The poppy capsules on the belt symbolise sleep as well as being the heraldic symbol of the Bartolini Salimbeni family, though it has not yet been proven that that family definitely commissioned the statue. It was definitely not paid for by Doni, since his family's fortunes were insufficient to commission such a fine bronze work, only rising in the 16th century. Its very particular iconography has not yet been fully explained but may suggest a very specific private commission, perhaps linked to cultured humanist circles in Florence.

In 1677 Cinelli wrote that he believed the work was a classical antiquity due to its pagan attributes and unbridled vital joy. It was also listed in a 17th-century inventory of works at palazzo Doni on corso dei Tintori, locating it over a fireplace in a salotto (living room) and calling it a Lucifer. Giovanni Battista Doni owned it in the 17th century and sought opinions on its iconography from scholars and Roman antiquarians such as Luca Holstenio and Giovan Pietro Bellori, who were the first to name it Attis.

In the 18th century Pietro Bono Doni decided to sell the work to the Gallerie fiorentine for 600 scudi, with Giuseppe Pelli Bencivenni taking care of the negotiations. On 25 June 1778 it was exhibited for the first time at the Uffizi as Ancient Idol. Its attribution, dating and meaning were all then the subject of some debate. At that time Pelli Bencivenni had a drawing made by Francesco Marchissi and sent copies to major scholars of the era. Luigi Lanzi, then in Rome, showed it to Ennio Quirino Visconti and Scipione Maffei among others, who initially identified it as an ancient work, possibly showing Bacchus as a child. However, they then changed their mind and theorised that it was a modern work, finally accepting the attribution by Vasari in 1782.

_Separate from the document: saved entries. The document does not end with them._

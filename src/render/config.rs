//! Effect chain configuration
//!
//! A chain is a named list of stages, each a tagged variant carrying its own
//! parameters and an `enabled` flag. The list order in the file only matters
//! between stages of the same kind; execution always follows `StagePosition`:
//! 1. EQ (bands in list order)
//! 2. Compressor
//! 3. Loudness gain
//! 4. Limiter
//! 5. Tuning correction

use serde::{Deserialize, Serialize};
use std::fs;
use std::path::Path;

use crate::dsp::{DynamicsParams, EqBand, TuningParams};
use crate::error::Result;

/// Canonical execution order
#[derive(Debug, Clone, Copy, PartialEq, Eq, PartialOrd, Ord, Hash)]
pub enum StagePosition {
    Eq = 0,
    Compressor = 1,
    LoudnessGain = 2,
    Limiter = 3,
    TuningCorrection = 4,
}

impl StagePosition {
    /// All positions in execution order
    pub const ALL: [StagePosition; 5] = [
        StagePosition::Eq,
        StagePosition::Compressor,
        StagePosition::LoudnessGain,
        StagePosition::Limiter,
        StagePosition::TuningCorrection,
    ];

    /// Type tag used in configuration files and progress events
    pub fn as_str(self) -> &'static str {
        match self {
            StagePosition::Eq => "eq",
            StagePosition::Compressor => "compressor",
            StagePosition::LoudnessGain => "loudness_gain",
            StagePosition::Limiter => "limiter",
            StagePosition::TuningCorrection => "tuning_correction",
        }
    }
}

fn default_limiter_release() -> f64 {
    0.05
}

fn default_enabled() -> bool {
    true
}

/// Stage parameters, tagged by `type`
#[derive(Debug, Clone, PartialEq, Serialize, Deserialize)]
#[serde(tag = "type", rename_all = "snake_case")]
pub enum StageKind {
    /// Parametric EQ
    Eq { bands: Vec<EqBand> },
    /// Compressor
    Compressor(DynamicsParams),
    /// Static loudness gain
    LoudnessGain { gain_db: f64 },
    /// Peak limiter
    Limiter {
        threshold_db: f64,
        #[serde(default = "default_limiter_release")]
        release_seconds: f64,
    },
    /// Tuning correction
    TuningCorrection(TuningParams),
}

impl StageKind {
    /// Where this stage runs
    pub fn position(&self) -> StagePosition {
        match self {
            StageKind::Eq { .. } => StagePosition::Eq,
            StageKind::Compressor(_) => StagePosition::Compressor,
            StageKind::LoudnessGain { .. } => StagePosition::LoudnessGain,
            StageKind::Limiter { .. } => StagePosition::Limiter,
            StageKind::TuningCorrection(_) => StagePosition::TuningCorrection,
        }
    }
}

/// One configured stage
#[derive(Debug, Clone, PartialEq, Serialize, Deserialize)]
pub struct StageConfig {
    /// Display name
    #[serde(default)]
    pub name: String,
    /// Disabled stages are neither validated nor run
    #[serde(default = "default_enabled")]
    pub enabled: bool,
    #[serde(flatten)]
    pub kind: StageKind,
}

impl StageConfig {
    /// An enabled stage
    pub fn new(name: impl Into<String>, kind: StageKind) -> Self {
        Self {
            name: name.into(),
            enabled: true,
            kind,
        }
    }

    /// The same stage with `enabled` set to false
    pub fn disabled(mut self) -> Self {
        self.enabled = false;
        self
    }
}

/// Named, ordered list of stages
#[derive(Debug, Clone, PartialEq, Default, Serialize, Deserialize)]
pub struct EffectChainConfig {
    #[serde(default)]
    pub name: String,
    #[serde(default)]
    pub stages: Vec<StageConfig>,
}

impl EffectChainConfig {
    /// Create an empty chain
    pub fn new(name: impl Into<String>) -> Self {
        Self {
            name: name.into(),
            stages: Vec::new(),
        }
    }

    /// Append a stage
    pub fn with_stage(mut self, stage: StageConfig) -> Self {
        self.stages.push(stage);
        self
    }

    /// Parse a chain from JSON
    pub fn from_json_str(json: &str) -> Result<Self> {
        Ok(serde_json::from_str(json)?)
    }

    /// Load a chain from a JSON file
    pub fn from_path(path: &Path) -> Result<Self> {
        let json = fs::read_to_string(path)?;
        Self::from_json_str(&json)
    }

    /// Serialize to pretty-printed JSON
    pub fn to_json_string(&self) -> Result<String> {
        Ok(serde_json::to_string_pretty(self)?)
    }

    /// Enabled stages in execution order
    ///
    /// The sort is stable, so stages of the same kind keep their list order.
    pub fn execution_order(&self) -> Vec<&StageConfig> {
        let mut stages: Vec<&StageConfig> = self.stages.iter().filter(|s| s.enabled).collect();
        stages.sort_by_key(|s| s.kind.position());
        stages
    }
}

Later art historians have almost unanimously accepted this attribution to Donatello, dating it to the time between his trip to Rome in 1433 and his departure for Padua in 1443, when he created works showing a deep knowledge of Greek and Roman antiquity, such as his famous David. In his essay Ritorno Amore, Francesco Caglioti criticised the dating to 1436–1438, comparing the work to the two putti candle-holders now in the Musée Jacquemart-André. A 2001–2005 restoration revealed the original patina (with the wings a different colour to the body) and major traces of the original gilding.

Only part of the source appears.